Estimates of genetic correlations for each trait between the 8 and 12 weeks timepoints were strong, suggesting these traits remained stable through time. These results could be contributed to the measurements occurring only 4 weeks apart and during the peak growth period for NZ farmed Chinook salmon (unpublished growth data on Chinook salmon in seawater). For larger (> 985 g) NZ-farmed Chinook salmon, Scholtens et al. [45] obtained moderate estimates of rg for growth rate and DFI at consecutive timepoints (i.e., time 1 compared to 2, ~ 6 to 8 weeks apart) and weaker estimates when comparing non-consecutive (i.e., time 1 compared to 3) timepoints. However, WT and K had high rg estimates across all timepoints, similar to rg estimated in the current experiment. In Thorland et al. [60], estimates of rg for thermal growth coefficients in farmed Atlantic salmon were low across the production cycle, although estimates of rp were significantly different from zero. Together, these results suggest that other factors could influence traits differently across an entire production cycle and that they may not be considered the same trait at the beginning and end of the production cycle. Farmers need to consider this when using these traits in their selection criteria, as the timing when phenotypes are measured to generate genetic parameters and for selection decisions is important.

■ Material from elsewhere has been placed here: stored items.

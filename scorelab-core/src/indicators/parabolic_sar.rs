//! Parabolic SAR — Wilder's acceleration factor system.
//!
//! Inherently sequential: maintains direction, extreme point (EP) and
//! acceleration factor (AF). Starts long at bar 0 with SAR = low[0] and
//! EP = high[0]. AF starts at `accel` and grows by `accel` on every new
//! extreme, capped at `max_accel`. When price crosses SAR the trend flips,
//! SAR resets to the prior EP and AF resets to `accel`.

pub fn parabolic_sar(highs: &[f64], lows: &[f64], accel: f64, max_accel: f64) -> Vec<f64> {
    let n = highs.len().min(lows.len());
    let mut result = vec![0.0; highs.len()];

    if n == 0 || accel <= 0.0 {
        return result;
    }

    let mut is_long = true;
    let mut af = accel;
    let mut ep = highs[0];
    let mut sar = lows[0];
    result[0] = sar;

    for i in 1..n {
        let mut new_sar = sar + af * (ep - sar);

        if is_long {
            // In uptrend: SAR must not be above the two previous lows
            new_sar = new_sar.min(lows[i - 1]);
            if i >= 2 {
                new_sar = new_sar.min(lows[i - 2]);
            }

            if lows[i] < new_sar {
                is_long = false;
                new_sar = ep;
                ep = lows[i];
                af = accel;
            } else if highs[i] > ep {
                ep = highs[i];
                af = (af + accel).min(max_accel);
            }
        } else {
            // In downtrend: SAR must not be below the two previous highs
            new_sar = new_sar.max(highs[i - 1]);
            if i >= 2 {
                new_sar = new_sar.max(highs[i - 2]);
            }

            if highs[i] > new_sar {
                is_long = true;
                new_sar = ep;
                ep = highs[i];
                af = accel;
            } else if lows[i] < ep {
                ep = lows[i];
                af = (af + accel).min(max_accel);
            }
        }

        sar = new_sar;
        result[i] = sar;
    }

    result
}

#[cfg(test)]
mod tests {
    use super::*;

    fn trend(n: usize, start: f64, step: f64) -> (Vec<f64>, Vec<f64>) {
        let highs = (0..n).map(|i| start + i as f64 * step + 2.0).collect();
        let lows = (0..n).map(|i| start + i as f64 * step - 1.0).collect();
        (highs, lows)
    }

    #[test]
    fn uptrend_sar_below_lows() {
        let (highs, lows) = trend(10, 100.0, 3.0);
        let sar = parabolic_sar(&highs, &lows, 0.02, 0.2);
        for i in 1..10 {
            assert!(sar[i] < lows[i], "SAR {} should be below low {} at {i}", sar[i], lows[i]);
        }
    }

    #[test]
    fn downtrend_flips_above_highs() {
        let (highs, lows) = trend(12, 200.0, -3.0);
        let sar = parabolic_sar(&highs, &lows, 0.02, 0.2);
        let found_above = (2..12).any(|i| sar[i] > highs[i]);
        assert!(found_above, "SAR should sit above price once the downtrend is detected");
    }

    #[test]
    fn reversal_resets_to_prior_extreme() {
        let highs = [105.0, 108.0, 112.0, 115.0, 114.5, 102.0];
        let lows = [98.0, 101.0, 105.0, 109.0, 100.0, 95.0];
        let sar = parabolic_sar(&highs, &lows, 0.02, 0.2);
        // Bar 4's low (100) pierces the rising SAR: SAR resets to the EP (115).
        assert_eq!(sar[4], 115.0);
        assert!(sar[5] > highs[5]);
    }

    #[test]
    fn af_caps_at_max() {
        let (highs, lows) = trend(40, 100.0, 1.0);
        let capped = parabolic_sar(&highs, &lows, 0.02, 0.06);
        let uncapped = parabolic_sar(&highs, &lows, 0.02, 0.2);
        // A lower cap keeps SAR further from price.
        assert!(capped[39] < uncapped[39]);
    }

    #[test]
    fn empty_input() {
        assert!(parabolic_sar(&[], &[], 0.02, 0.2).is_empty());
    }
}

Our estimates did not reveal unfavourable genetic correlations among the size (i.e., WT and K) and growth traits (i.e., DWG) and were comparable to estimates obtained previously for similar traits in Chinook salmon [45] and in other salmonid species [59, 71]. Harvest weight is a priority breeding objective for commercial breeding strategies in NZ [4, 45], and in our study, estimates of rg and rp for WT and DWG with FCR were low. In Nile tilapia the estimate of rg between body weight gain and FCR was also found to be low (− 0.07) [64]. For commercial breeding programs for Chinook salmon in NZ, our results suggest that selecting families that have the largest harvest weight could lead to fish with poorer FCR. Based on the rg estimated in this study, greater genetic gains for FCR would be achieved by selecting for feed intake traits rather than harvest weight or growth. However, difficulties in accurately measuring feed intake in commercial settings, along with the unfavourable rg estimated in our study, makes selection for feed-efficient salmon difficult and is reflected by slow improvements for FCR in the industry [5, 45].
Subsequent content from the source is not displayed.